While Thanksgiving Day 2021 is in the books, this author is not done giving thanks. Days after the guests have gone home, gives us a reminder to look backward in thanksgiving. Let’s take this moment to be thankful for the blessings of the past.
I am thankful, first, that my parents had me. They didn’t have to. They were wed in the same year that the Pill was released on the world. After having two children, already, I was not needed to complete their perfect suburban family. By a mere daily dose of the new miracle drug, I would be a cipher.
It is impossible to imagine what non-existence would be like. Gone would be all the happy memories of childhood, achievements of adolescence, and satisfaction of raising a family under Wyoming skies. More than that, the kids and grandkids that laugh and fight around my table would be deleted from the universe, and the world would be less joyful, absent their love.
I am thankful that my grandfather attended youth group at St. John Lutheran Church in Ord, Nebraska. He might have frequented the bar, instead. As with most young men of his age, it is quite likely that he was Luke-warm to the meetings. Perhaps he had a few arguments with his parents over driving all the way into town for a mediocre Bible study and corny games. But despite any youthful resistance, he met my grandmother through it.
Over a century ago, there is no way on God’s green earth that a farm-boy from Ord, Nebraska should meet a girl who lived 70 miles away. But, facilitated by the Walther League, two Lutheran families intertwined. Rather than falling into the chaos of the roaring 20s, two kids built a nest of stability, warmth and value that still nurtures and protects generations of family scattered from Seattle to Sarasota.

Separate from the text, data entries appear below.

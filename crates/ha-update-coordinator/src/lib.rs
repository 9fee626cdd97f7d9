//! Data update coordinator
//!
//! A [`DataUpdateCoordinator`] owns the latest result of an [`UpdateMethod`]
//! and shares it with every entity of a config entry. It polls on a fixed
//! interval while at least one listener is attached and notifies listeners
//! after every refresh, successful or not.

use async_trait::async_trait;
use dashmap::DashMap;
use ha_config_entries::ConfigEntryError;
use std::sync::atomic::{AtomicBool, AtomicU64, Ordering};
use std::sync::{Arc, Mutex, RwLock};
use std::time::Duration;
use thiserror::Error;
use tokio::task::JoinHandle;
use tracing::{debug, info, warn};

/// Failure of a single update
#[derive(Debug, Clone, Error, PartialEq, Eq)]
pub enum UpdateError {
    /// Provider unreachable or returned unusable data
    #[error("update failed: {0}")]
    Failed(String),

    /// Provider rejected our credentials
    #[error("authentication failed: {0}")]
    AuthFailed(String),
}

impl From<UpdateError> for ConfigEntryError {
    fn from(err: UpdateError) -> Self {
        match err {
            UpdateError::Failed(reason) => ConfigEntryError::NotReady(reason),
            UpdateError::AuthFailed(reason) => ConfigEntryError::AuthFailed(reason),
        }
    }
}

pub type UpdateResult<T> = Result<T, UpdateError>;

/// Fetches one snapshot of data
#[async_trait]
pub trait UpdateMethod: Send + Sync + 'static {
    type Data: Send + Sync + 'static;

    async fn update(&self) -> UpdateResult<Self::Data>;
}

type Listener = Arc<dyn Fn() + Send + Sync>;

pub struct DataUpdateCoordinator<U: UpdateMethod> {
    name: String,
    method: U,
    update_interval: Duration,
    data: RwLock<Option<Arc<U::Data>>>,
    last_update_success: AtomicBool,
    listeners: DashMap<u64, Listener>,
    next_listener_id: AtomicU64,
    refresh_lock: tokio::sync::Mutex<()>,
    poll_task: Mutex<Option<JoinHandle<()>>>,
    shut_down: AtomicBool,
}

impl<U: UpdateMethod> DataUpdateCoordinator<U> {
    pub fn new(name: impl Into<String>, method: U, update_interval: Duration) -> Arc<Self> {
        Arc::new(Self {
            name: name.into(),
            method,
            update_interval,
            data: RwLock::new(None),
            last_update_success: AtomicBool::new(true),
            listeners: DashMap::new(),
            next_listener_id: AtomicU64::new(0),
            refresh_lock: tokio::sync::Mutex::new(()),
            poll_task: Mutex::new(None),
            shut_down: AtomicBool::new(false),
        })
    }

    pub fn name(&self) -> &str {
        &self.name
    }

    pub fn method(&self) -> &U {
        &self.method
    }

    pub fn update_interval(&self) -> Duration {
        self.update_interval
    }

    /// Latest successfully fetched data
    pub fn data(&self) -> Option<Arc<U::Data>> {
        match self.data.read() {
            Ok(data) => data.clone(),
            Err(poisoned) => poisoned.into_inner().clone(),
        }
    }

    pub fn last_update_success(&self) -> bool {
        self.last_update_success.load(Ordering::SeqCst)
    }

    /// Fetch new data now and notify listeners.
    ///
    /// On failure the previous data is kept and `last_update_success` turns
    /// false.
    pub async fn refresh(&self) -> UpdateResult<()> {
        let _guard = self.refresh_lock.lock().await;

        let result = self.method.update().await;
        let outcome = match result {
            Ok(data) => {
                match self.data.write() {
                    Ok(mut slot) => *slot = Some(Arc::new(data)),
                    Err(poisoned) => *poisoned.into_inner() = Some(Arc::new(data)),
                }
                if !self.last_update_success.swap(true, Ordering::SeqCst) {
                    info!(coordinator = %self.name, "Fetching data recovered");
                }
                debug!(coordinator = %self.name, "Finished fetching data");
                Ok(())
            }
            Err(err) => {
                if self.last_update_success.swap(false, Ordering::SeqCst) {
                    warn!(coordinator = %self.name, %err, "Error fetching data");
                }
                Err(err)
            }
        };

        self.notify_listeners();
        outcome
    }

    /// First refresh of a config entry being set up.
    ///
    /// Failures become the [`ConfigEntryError`] that tells the config entry
    /// manager to retry or to ask for reauthentication.
    pub async fn config_entry_first_refresh(&self) -> Result<(), ConfigEntryError> {
        self.refresh().await.map_err(ConfigEntryError::from)
    }

    /// Refresh on behalf of a caller that does not handle errors
    pub async fn request_refresh(&self) {
        if self.shut_down.load(Ordering::SeqCst) {
            debug!(coordinator = %self.name, "Ignoring refresh request after shutdown");
            return;
        }
        if let Err(err) = self.refresh().await {
            debug!(coordinator = %self.name, %err, "Requested refresh failed");
        }
    }

    fn notify_listeners(&self) {
        let listeners: Vec<Listener> = self.listeners.iter().map(|l| l.value().clone()).collect();
        for listener in listeners {
            listener();
        }
    }

    /// Call `listener` after every refresh. Polling starts with the first
    /// listener.
    pub fn add_listener(self: &Arc<Self>, listener: impl Fn() + Send + Sync + 'static) -> u64 {
        let id = self.next_listener_id.fetch_add(1, Ordering::SeqCst);
        let first = self.listeners.is_empty();
        self.listeners.insert(id, Arc::new(listener));

        if first && !self.shut_down.load(Ordering::SeqCst) {
            self.start_polling();
        }
        id
    }

    /// Polling stops when the last listener is removed
    pub fn remove_listener(&self, id: u64) {
        self.listeners.remove(&id);
        if self.listeners.is_empty() {
            self.stop_polling();
        }
    }

    pub fn listener_count(&self) -> usize {
        self.listeners.len()
    }

    pub fn is_polling(&self) -> bool {
        self.lock_poll_task()
            .as_ref()
            .is_some_and(|task| !task.is_finished())
    }

    fn lock_poll_task(&self) -> std::sync::MutexGuard<'_, Option<JoinHandle<()>>> {
        match self.poll_task.lock() {
            Ok(guard) => guard,
            Err(poisoned) => poisoned.into_inner(),
        }
    }

    fn start_polling(self: &Arc<Self>) {
        let coordinator = Arc::downgrade(self);
        let interval = self.update_interval;
        debug!(coordinator = %self.name, ?interval, "Starting polling");

        let task = tokio::spawn(async move {
            loop {
                tokio::time::sleep(interval).await;
                let Some(coordinator) = coordinator.upgrade() else {
                    break;
                };
                // Errors are logged by refresh and reflected in last_update_success
                let _ = coordinator.refresh().await;
            }
        });

        if let Some(previous) = self.lock_poll_task().replace(task) {
            previous.abort();
        }
    }

    fn stop_polling(&self) {
        if let Some(task) = self.lock_poll_task().take() {
            debug!(coordinator = %self.name, "Stopping polling");
            task.abort();
        }
    }

    /// Stop polling and drop every listener
    pub fn shutdown(&self) {
        self.shut_down.store(true, Ordering::SeqCst);
        self.stop_polling();
        self.listeners.clear();
    }
}

impl<U: UpdateMethod> Drop for DataUpdateCoordinator<U> {
    fn drop(&mut self) {
        self.stop_polling();
    }
}

#[cfg(test)]
mod tests {
    use super::*;
    use std::sync::atomic::AtomicUsize;
    use tokio_test::{assert_err, assert_ok};

    #[derive(Default)]
    struct Counter {
        calls: AtomicUsize,
        fail: Mutex<Option<UpdateError>>,
    }

    #[async_trait]
    impl UpdateMethod for Counter {
        type Data = usize;

        async fn update(&self) -> UpdateResult<usize> {
            if let Some(err) = self.fail.lock().unwrap().clone() {
                return Err(err);
            }
            Ok(self.calls.fetch_add(1, Ordering::SeqCst) + 1)
        }
    }

    fn coordinator(interval: Duration) -> Arc<DataUpdateCoordinator<Counter>> {
        DataUpdateCoordinator::new("test", Counter::default(), interval)
    }

    #[tokio::test]
    async fn test_refresh_stores_data() {
        let coordinator = coordinator(Duration::from_secs(60));
        assert!(coordinator.data().is_none());

        assert_ok!(coordinator.refresh().await);
        assert_eq!(coordinator.data().as_deref(), Some(&1));
        assert!(coordinator.last_update_success());
    }

    #[tokio::test]
    async fn test_failed_refresh_keeps_data() {
        let coordinator = coordinator(Duration::from_secs(60));
        coordinator.refresh().await.unwrap();

        *coordinator.method().fail.lock().unwrap() = Some(UpdateError::Failed("timeout".into()));
        assert_err!(coordinator.refresh().await);

        assert_eq!(coordinator.data().as_deref(), Some(&1));
        assert!(!coordinator.last_update_success());
    }

    #[tokio::test]
    async fn test_first_refresh_error_mapping() {
        let coordinator = coordinator(Duration::from_secs(60));

        *coordinator.method().fail.lock().unwrap() = Some(UpdateError::Failed("down".into()));
        assert_eq!(
            coordinator.config_entry_first_refresh().await,
            Err(ConfigEntryError::NotReady("down".into()))
        );

        *coordinator.method().fail.lock().unwrap() = Some(UpdateError::AuthFailed("403".into()));
        assert_eq!(
            coordinator.config_entry_first_refresh().await,
            Err(ConfigEntryError::AuthFailed("403".into()))
        );
    }

    #[tokio::test]
    async fn test_listeners_notified_on_success_and_failure() {
        let coordinator = coordinator(Duration::from_secs(3600));
        let notified = Arc::new(AtomicUsize::new(0));
        let counter = notified.clone();
        let id = coordinator.add_listener(move || {
            counter.fetch_add(1, Ordering::SeqCst);
        });

        coordinator.refresh().await.unwrap();
        *coordinator.method().fail.lock().unwrap() = Some(UpdateError::Failed("x".into()));
        coordinator.request_refresh().await;
        assert_eq!(notified.load(Ordering::SeqCst), 2);

        coordinator.remove_listener(id);
        coordinator.request_refresh().await;
        assert_eq!(notified.load(Ordering::SeqCst), 2);
    }

    #[tokio::test]
    async fn test_polls_only_while_listened() {
        let coordinator = coordinator(Duration::from_millis(20));
        assert!(!coordinator.is_polling());

        let id = coordinator.add_listener(|| {});
        assert!(coordinator.is_polling());
        tokio::time::sleep(Duration::from_millis(90)).await;
        assert!(coordinator.method().calls.load(Ordering::SeqCst) >= 2);

        coordinator.remove_listener(id);
        assert!(!coordinator.is_polling());
        let calls = coordinator.method().calls.load(Ordering::SeqCst);
        tokio::time::sleep(Duration::from_millis(60)).await;
        assert_eq!(coordinator.method().calls.load(Ordering::SeqCst), calls);
    }

    #[tokio::test]
    async fn test_shutdown_stops_everything() {
        let coordinator = coordinator(Duration::from_millis(20));
        coordinator.add_listener(|| {});

        coordinator.shutdown();
        assert!(!coordinator.is_polling());
        assert_eq!(coordinator.listener_count(), 0);

        coordinator.request_refresh().await;
        assert_eq!(coordinator.method().calls.load(Ordering::SeqCst), 0);
    }
}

I am grateful to God for the freedom that enabled my great great grandfather, John, to travel the streets of Chicago in horse-drawn wagon and distribute bottles of fresh milk. Decades before anybody had refrigerators, there were a thousand ways for milk to spoil and sicken his many customers. But the relationship of conscientiousness and trust built between John and his customers enabled them to receive safe and nutritious milk without stifling government regulation.
For John, this freedom provided a stable home to share with his wife, Anna, and their seven children. It enabled them both to teach their children ethics of hard work, trustworthiness, sexual virtues, and faithfulness to God. Generations later, these lessons would still echo in the hearts of their descendants.
Words fail to describe the multitude of blessings that have fallen to me from their self-denial and hard work. Yet they are merely random examples—cherry-picked from dozens of generations known, and hundreds of generations unknown—who lived lives of extraordinary ordinariness. I don’t deserve to have their gifts. But I do.
Not just me, but all of us are infinitely richer because of the heroic lives they led. Yet, they did not consider their own lives “heroic.” As they trudged the dusty streets and cultivated the sunbaked ground, they were incapable of seeing over the horizon of time to the particular ways that they were storing up treasures for me.
Daily, they rolled out of bed, put on their shoes, and put their hand to the plow. Daily, they encountered pain, disappointment, and loss. Daily, they fought temptation to choose the easy way over the right way. But with each triumph over temptation, they were storing up a cornucopia of fruit for today’s bounty.
We live in a culture of individualistic, immediate self-fulfillment. We are saturated by preachers who tell us to scratch every itch and gratify every lust. We know, intuitively, that these are false preachers. Yet, in the middle of the struggles their message is tantalizing.
That is why It is a light at one end of the tunnel. Looking back and seeing that light we are encouraged and assured that there is light at the other end, as well.